Google Groups no longer supports new Usenet posts or subscriptions. Historical content remains viewable.
Dismiss

Re: when should I explicitely close a file?

10 views
Skip to first unread message

Chris Rebert

unread,
Apr 13, 2010, 6:24:34 PM4/13/10
to gelonida, pytho...@python.org
On Tue, Apr 13, 2010 at 3:01 PM, gelonida <gelo...@gmail.com> wrote:
> Hi,
>
> I've been told, that following code snippet is not good.
>
> open("myfile","w").write(astring) , because I'm neither explicitely
> closing nor using the new 'with' syntax.
>
> What exactly is the impact of not closing the file explicitely
> (implicitley with a 'with' block)?
>
> Even with my example
> I'd expected to get an exception raised if not all data could have
> been written.
>
> I'd also expected, that all write data is flushed as soon as the
> filehandle is out of scope (meaning in the next line of my source
> code).

That extremely-quick responsiveness of the garbage-collection
machinery is only guaranteed by CPython, not the language
specification itself, and indeed some of the other implementations
*explicitly don't* make that guarantee (and hence the data may not get
flushed in a timely manner on those implementations). And portability
of code is encouraged, hence the admonishment you encountered.

Cheers,
Chris
--
http://blog.rebertia.com

gelonida

unread,
Apr 13, 2010, 6:01:25 PM4/13/10
to
Hi,


I've been told, that following code snippet is not good.

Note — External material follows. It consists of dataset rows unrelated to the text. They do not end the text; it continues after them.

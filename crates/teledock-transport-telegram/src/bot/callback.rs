//! Callback tokens and the callback router.
//!
//! Menu buttons carry `"<action>:<id-prefix>"`. When a button is pressed the
//! router decodes the token, runs the action against the container runtime
//! and resolves the callback exactly once: the query is acknowledged and the
//! menu message is edited in place with the result.

use super::resilient::{Delivery, DeliveryTarget, PACING_GENERAL, PACING_INSPECT};
use super::transport::{MessageHandle, Outgoing};
use super::views::{code_blocks, ContainerView, DefaultContainerView};
use std::collections::HashSet;
use std::fmt;
use std::sync::Arc;
use std::time::Duration;
use teledock_core::runtime::{ContainerRuntime, LogTail, RuntimeError};
use teledock_core::utils::truncate_str;
use thiserror::Error;
use tracing::{debug, info, warn};

const TOKEN_DELIMITER: char = ':';

/// Telegram rejects callback answers longer than this.
const TOAST_MAX_CHARS: usize = 200;

/// Action a menu button triggers.
#[derive(Debug, Clone, Copy, PartialEq, Eq, Hash)]
pub enum CallbackAction {
    /// Start a stopped container
    Start,
    /// Stop a running container
    Stop,
    /// Show the inspect record
    Inspect,
    /// Show the latest log lines
    Logs,
}

impl CallbackAction {
    /// Every action, in declaration order.
    pub const ALL: [Self; 4] = [Self::Start, Self::Stop, Self::Inspect, Self::Logs];

    /// Wire name of the action.
    #[must_use]
    pub const fn as_str(self) -> &'static str {
        match self {
            Self::Start => "start",
            Self::Stop => "stop",
            Self::Inspect => "inspect",
            Self::Logs => "logs",
        }
    }

    /// Parse a wire name.
    #[must_use]
    pub fn parse(name: &str) -> Option<Self> {
        Self::ALL.into_iter().find(|action| action.as_str() == name)
    }
}

impl fmt::Display for CallbackAction {
    fn fmt(&self, f: &mut fmt::Formatter<'_>) -> fmt::Result {
        f.write_str(self.as_str())
    }
}

/// Errors produced while decoding callback data.
#[derive(Error, Debug, Clone, PartialEq, Eq)]
pub enum TokenError {
    /// Not exactly two non-empty fields
    #[error("malformed callback data: {0:?}")]
    Malformed(String),
    /// First field is not a known action
    #[error("unknown callback action: {0:?}")]
    UnknownAction(String),
}

/// Decoded `(action, id-prefix)` pair carried by a button.
#[derive(Debug, Clone, PartialEq, Eq)]
pub struct CallbackToken {
    /// Action to run
    pub action: CallbackAction,
    /// Container id prefix; never contains the delimiter
    pub prefix: String,
}

impl CallbackToken {
    /// Create a token.
    #[must_use]
    pub fn new(action: CallbackAction, prefix: impl Into<String>) -> Self {
        Self {
            action,
            prefix: prefix.into(),
        }
    }

    /// Encode as button data.
    #[must_use]
    pub fn encode(&self) -> String {
        format!("{}{TOKEN_DELIMITER}{}", self.action, self.prefix)
    }

    /// Decode button data.
    ///
    /// # Errors
    ///
    /// Returns [`TokenError::Malformed`] unless `data` has exactly two
    /// non-empty fields, and [`TokenError::UnknownAction`] when the first
    /// field is not an action.
    pub fn decode(data: &str) -> Result<Self, TokenError> {
        let mut fields = data.split(TOKEN_DELIMITER);
        let (Some(action), Some(prefix), None) = (fields.next(), fields.next(), fields.next())
        else {
            return Err(TokenError::Malformed(data.to_string()));
        };
        if action.is_empty() || prefix.is_empty() {
            return Err(TokenError::Malformed(data.to_string()));
        }

        let action = CallbackAction::parse(action)
            .ok_or_else(|| TokenError::UnknownAction(action.to_string()))?;
        Ok(Self::new(action, prefix))
    }
}

/// A button press, stripped of transport details.
#[derive(Debug, Clone, PartialEq, Eq)]
pub struct InboundCallback {
    /// Callback query id used for the acknowledgment
    pub id: String,
    /// Id of the user who pressed the button
    pub from: i64,
    /// Message carrying the menu, when the client still has it
    pub message: Option<MessageHandle>,
    /// Raw button data
    pub data: Option<String>,
}

/// Routes button presses to container actions.
#[derive(Clone)]
pub struct CallbackRouter {
    delivery: Delivery,
    runtime: Arc<dyn ContainerRuntime>,
    admins: Arc<HashSet<i64>>,
}

impl CallbackRouter {
    /// Create a router.
    #[must_use]
    pub fn new(
        delivery: Delivery,
        runtime: Arc<dyn ContainerRuntime>,
        admins: Arc<HashSet<i64>>,
    ) -> Self {
        Self {
            delivery,
            runtime,
            admins,
        }
    }

    /// Handle one callback.
    ///
    /// Presses from non-admins and undecodable data are dropped without an
    /// acknowledgment. Everything else is resolved exactly once.
    pub async fn handle(&self, callback: InboundCallback) {
        if !self.admins.contains(&callback.from) {
            info!(user_id = callback.from, "Ignoring callback from non-admin user");
            return;
        }

        let data = callback.data.as_deref().unwrap_or_default();
        let token = match CallbackToken::decode(data) {
            Ok(token) => token,
            Err(e @ TokenError::Malformed(_)) => {
                warn!(error = %e, "Dropping callback");
                return;
            }
            Err(e @ TokenError::UnknownAction(_)) => {
                debug!(error = %e, "Ignoring callback");
                return;
            }
        };

        let Some(message) = callback.message else {
            warn!(action = %token.action, "Callback has no message attached, acknowledging only");
            self.delivery.acknowledge(&callback.id, None).await;
            return;
        };

        info!(
            user_id = callback.from,
            action = %token.action,
            prefix = %token.prefix,
            "Handling callback"
        );

        let result = self.run_action(&token).await;
        match result {
            Ok((parts, pacing)) => self.resolve(&callback.id, message, parts, pacing).await,
            Err(e) => self.reject(&callback.id, message, &token.prefix, &e).await,
        }
    }

    async fn run_action(
        &self,
        token: &CallbackToken,
    ) -> Result<(Vec<String>, Duration), RuntimeError> {
        let id = token.prefix.as_str();
        match token.action {
            CallbackAction::Stop => {
                self.runtime.stop(id).await?;
                Ok((vec![DefaultContainerView::resource_stopped(id)], PACING_GENERAL))
            }
            CallbackAction::Start => {
                self.runtime.start(id).await?;
                Ok((vec![DefaultContainerView::resource_started(id)], PACING_GENERAL))
            }
            CallbackAction::Inspect => {
                let record = self.runtime.inspect(id).await?;
                Ok((code_blocks::<DefaultContainerView>(&record), PACING_INSPECT))
            }
            CallbackAction::Logs => {
                let logs = self.runtime.logs(id, LogTail::default()).await?.concat();
                Ok((code_blocks::<DefaultContainerView>(&logs), PACING_GENERAL))
            }
        }
    }

    async fn resolve(
        &self,
        callback_id: &str,
        message: MessageHandle,
        parts: Vec<String>,
        pacing: Duration,
    ) {
        self.delivery.acknowledge(callback_id, None).await;
        let parts = parts.into_iter().map(Outgoing::html).collect();
        self.delivery
            .deliver_chunks(DeliveryTarget::Edit(message), message.chat_id, parts, pacing)
            .await;
    }

    async fn reject(
        &self,
        callback_id: &str,
        message: MessageHandle,
        prefix: &str,
        error: &RuntimeError,
    ) {
        warn!(prefix = %prefix, error = %error, "Container action failed");
        let reason = error.to_string();
        self.delivery
            .acknowledge(callback_id, Some(truncate_str(&reason, TOAST_MAX_CHARS)))
            .await;
        self.delivery
            .edit(
                message,
                Outgoing::html(DefaultContainerView::resource_errored(prefix, &reason)),
            )
            .await;
    }
}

open("myfile","w").write(astring) , because I'm neither explicitely
closing nor using the new 'with' syntax.

What exactly is the impact of not closing the file explicitely
(implicitley with a 'with' block)?


Even with my example
I'd expected to get an exception raised if not all data could have
been written.

I'd also expected, that all write data is flushed as soon as the
filehandle is out of scope (meaning in the next line of my source
code).


Thanks for explaining me exactly what kind of evil I could encounter
with not explicitely closing.

Steven D'Aprano

unread,
Apr 13, 2010, 8:34:23 PM4/13/10
to
On Tue, 13 Apr 2010 15:01:25 -0700, gelonida wrote:

> Hi,
>
>
> I've been told, that following code snippet is not good.
>
>
> open("myfile","w").write(astring) , because I'm neither explicitely
> closing nor using the new 'with' syntax.
>
> What exactly is the impact of not closing the file explicitely
> (implicitley with a 'with' block)?


Your data may not be actually written to disk until the file closes. If
you have a reference loop, and Python crashes badly enough, the garbage
collector may never run and the file will never be closed, hence you will
get data loss.

If you are running something other than CPython (e.g. IronPython or
Jython) then the file might not be closed until your program exits. If
you have a long-running program that opens many, many files, it is
possible for you to run out of system file handles and be unable to open
any more.

Best practice is to explicitly close the file when you are done with it,
but for short scripts, I generally don't bother. Laziness is a virtue :)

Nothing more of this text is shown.